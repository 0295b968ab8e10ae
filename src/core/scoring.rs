use crate::core::weights::{AvailabilityScores, RatingScale, MAX_SCORE};
use crate::models::Developer;

/// Availability score (0-100)
///
/// The availability flag dominates: a developer who is not taking work
/// scores zero even when online.
#[inline]
pub fn score_availability(developer: &Developer, scores: &AvailabilityScores) -> u32 {
    match (developer.availability, developer.online) {
        (false, _) => scores.unavailable,
        (true, true) => scores.online,
        (true, false) => scores.offline,
    }
}

/// Rating score (0-100)
///
/// A missing rating gets the neutral score. A rating of zero is a real
/// rating and scores zero.
#[inline]
pub fn score_rating(developer: &Developer, scale: &RatingScale) -> u32 {
    match developer.rating {
        None => scale.neutral,
        Some(rating) if rating.is_nan() => scale.neutral,
        Some(rating) => (rating * scale.multiplier).round().clamp(0.0, MAX_SCORE as f64) as u32,
    }
}
use actix_web::{web, HttpResponse, Responder};
use uuid::Uuid;

use crate::config::MatchingSettings;
use crate::core::{BatchMatchingOrchestrator, MatchRanker};
use crate::error::ServiceError;
use crate::models::{BatchRequest, BatchResponse, HealthResponse, RankRequest, RankResponse};

/// Application state shared across all handlers
#[derive(Clone)]
pub struct AppState {
    pub ranker: MatchRanker,
    pub batch: BatchMatchingOrchestrator,
    pub matching: MatchingSettings,
}

impl AppState {
    pub fn new(ranker: MatchRanker, matching: MatchingSettings) -> Self {
        Self {
            batch: BatchMatchingOrchestrator::with_ranker(ranker.clone()),
            ranker,
            matching,
        }
    }
}

/// Configure all match-related routes
pub fn configure(cfg: &mut web::ServiceConfig) {
    cfg
        .route("/health", web::get().to(health_check))
        .route("/matches/rank", web::post().to(rank_ticket))
        .route("/matches/batch", web::post().to(process_batch));
}

/// Health check endpoint
async fn health_check() -> impl Responder {
    HttpResponse::Ok().json(HealthResponse {
        status: "healthy".to_string(),
        version: env!("CARGO_PKG_VERSION").to_string(),
        timestamp: chrono::Utc::now(),
    })
}

/// Rank developers for a single ticket
///
/// POST /api/v1/matches/rank
///
/// Request body:
/// ```json
/// {
///   "ticket": { "id": "string", "technicalAreas": ["string"], "urgency": "high", ... },
///   "developers": [{ "id": "string", "skills": ["string"], "availability": true, ... }],
///   "expandSearch": false,
///   "limit": 20
/// }
/// ```
async fn rank_ticket(
    state: web::Data<AppState>,
    req: web::Json<RankRequest>,
) -> Result<HttpResponse, ServiceError> {
    if let Err(errors) = req.validate_all() {
        tracing::info!("Validation failed for rank request: field_errors={:?}", errors);
        return Err(errors.into());
    }
    ensure_within("developers", req.developers.len(), state.matching.max_developers)?;

    let request_id = Uuid::new_v4().to_string();
    let limit = req
        .limit
        .unwrap_or(state.matching.default_limit)
        .min(state.matching.max_limit) as usize;

    tracing::info!(
        "Ranking {} developers for ticket {} (request {}, expand_search: {}, limit: {})",
        req.developers.len(),
        req.ticket.id,
        request_id,
        req.expand_search,
        limit
    );

    let result = state
        .ranker
        .top_matches(&req.ticket, &req.developers, req.expand_search, limit);

    tracing::debug!(
        "Ticket {} priority {} ({:?}) with {} matches",
        result.ticket.id,
        result.priority_score,
        result.priority_level,
        result.matches.len()
    );

    Ok(HttpResponse::Ok().json(RankResponse {
        request_id,
        result,
        total_candidates: req.developers.len(),
    }))
}

/// Prioritize a batch of tickets and rank developers for each
///
/// POST /api/v1/matches/batch
///
/// Request body:
/// ```json
/// {
///   "tickets": [{ "id": "string", ... }],
///   "developers": [{ "id": "string", ... }]
/// }
/// ```
async fn process_batch(
    state: web::Data<AppState>,
    req: web::Json<BatchRequest>,
) -> Result<HttpResponse, ServiceError> {
    if let Err(errors) = req.validate_all() {
        tracing::info!("Validation failed for batch request: field_errors={:?}", errors);
        return Err(errors.into());
    }
    ensure_within("tickets", req.tickets.len(), state.matching.max_batch_tickets)?;
    ensure_within("developers", req.developers.len(), state.matching.max_developers)?;

    let request_id = Uuid::new_v4().to_string();
    let BatchRequest { tickets, developers } = req.into_inner();

    tracing::info!(
        "Processing batch {}: {} tickets x {} developers",
        request_id,
        tickets.len(),
        developers.len()
    );

    // Scoring is CPU-bound; keep it off the async workers
    let orchestrator = state.batch.clone();
    let (results, developer_count) = tokio::task::spawn_blocking(move || {
        (orchestrator.process_batch(&tickets, &developers), developers.len())
    })
    .await
    .map_err(|e| {
        tracing::error!("Batch {} worker failed: {}", request_id, e);
        ServiceError::Worker(e.to_string())
    })?;

    let summary = BatchMatchingOrchestrator::summarize(&results, developer_count);
    if !summary.fallback_tickets.is_empty() {
        tracing::warn!(
            "Batch {}: {} tickets had no developer above the threshold",
            request_id,
            summary.fallback_tickets.len()
        );
    }

    Ok(HttpResponse::Ok().json(BatchResponse {
        request_id,
        results,
        summary,
    }))
}

fn ensure_within(what: &str, count: usize, max: usize) -> Result<(), ServiceError> {
    if count > max {
        return Err(ServiceError::TooLarge(format!(
            "{} {} exceeds the maximum of {}",
            count, what, max
        )));
    }
    Ok(())
}

#[cfg(test)]
mod tests {
    use super::*;
    use actix_web::{http::StatusCode, test, App};
    use serde_json::json;

    fn test_state() -> AppState {
        AppState::new(MatchRanker::with_default_weights(), MatchingSettings::default())
    }

    #[actix_web::test]
    async fn test_health() {
        let app = test::init_service(App::new().configure(configure)).await;

        let req = test::TestRequest::get().uri("/health").to_request();
        let resp: HealthResponse = test::call_and_read_body_json(&app, req).await;

        assert_eq!(resp.status, "healthy");
    }

    #[actix_web::test]
    async fn test_rank_endpoint() {
        let app = test::init_service(
            App::new()
                .app_data(web::Data::new(test_state()))
                .configure(configure),
        )
        .await;

        let req = test::TestRequest::post()
            .uri("/matches/rank")
            .set_json(json!({
                "ticket": {
                    "id": "t1",
                    "technicalAreas": ["React", "Node.js"],
                    "urgency": "critical",
                    "estimatedDurationMinutes": 150,
                    "budgetRange": "$500+"
                },
                "developers": [
                    {"id": "d1", "skills": ["React"], "availability": true, "online": true, "rating": 4.5},
                    {"id": "d2", "skills": [], "availability": false, "online": false}
                ]
            }))
            .to_request();
        let resp: RankResponse = test::call_and_read_body_json(&app, req).await;

        assert_eq!(resp.total_candidates, 2);
        assert_eq!(resp.result.priority_score, 100);
        assert_eq!(resp.result.matches.len(), 1);
        assert_eq!(resp.result.matches[0].developer.id, "d1");
    }

    #[actix_web::test]
    async fn test_rank_rejects_invalid_ticket() {
        let app = test::init_service(
            App::new()
                .app_data(web::Data::new(test_state()))
                .configure(configure),
        )
        .await;

        let req = test::TestRequest::post()
            .uri("/matches/rank")
            .set_json(json!({"ticket": {"id": ""}, "developers": []}))
            .to_request();
        let resp = test::call_service(&app, req).await;

        assert_eq!(resp.status(), StatusCode::BAD_REQUEST);
    }

    #[actix_web::test]
    async fn test_batch_endpoint() {
        let app = test::init_service(
            App::new()
                .app_data(web::Data::new(test_state()))
                .configure(configure),
        )
        .await;

        let req = test::TestRequest::post()
            .uri("/matches/batch")
            .set_json(json!({
                "tickets": [
                    {"id": "low", "urgency": "low", "technicalAreas": ["Go"]},
                    {"id": "high", "urgency": "high", "technicalAreas": ["Go"]}
                ],
                "developers": [
                    {"id": "d1", "skills": ["go"], "availability": true, "online": false}
                ]
            }))
            .to_request();
        let resp: BatchResponse = test::call_and_read_body_json(&app, req).await;

        assert_eq!(resp.results.len(), 2);
        assert_eq!(resp.results[0].ticket.id, "high");
        assert_eq!(resp.summary.ticket_count, 2);
        assert_eq!(resp.summary.developer_count, 1);
    }

    #[actix_web::test]
    async fn test_batch_rejects_oversized_request() {
        let mut state = test_state();
        state.matching.max_batch_tickets = 1;
        let app = test::init_service(
            App::new()
                .app_data(web::Data::new(state))
                .configure(configure),
        )
        .await;

        let req = test::TestRequest::post()
            .uri("/matches/batch")
            .set_json(json!({"tickets": [{"id": "a"}, {"id": "b"}], "developers": []}))
            .to_request();
        let resp = test::call_service(&app, req).await;

        assert_eq!(resp.status(), StatusCode::BAD_REQUEST);
    }
}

• _WHAT TO PRODUCE_: Repeat the material exactly. Begin with its first line and end with the line that has "not taking work".

• _RESPONSE AREA_:
repository 0295b968ab8e10ae
filename src/core/scoring.rs
use crate::core::weights::{AvailabilityScores, RatingScale, MAX_SCORE};
use crate::models::Developer;

/// Availability score (0-100)
///
/// The availability flag dominates: a developer who is not taking work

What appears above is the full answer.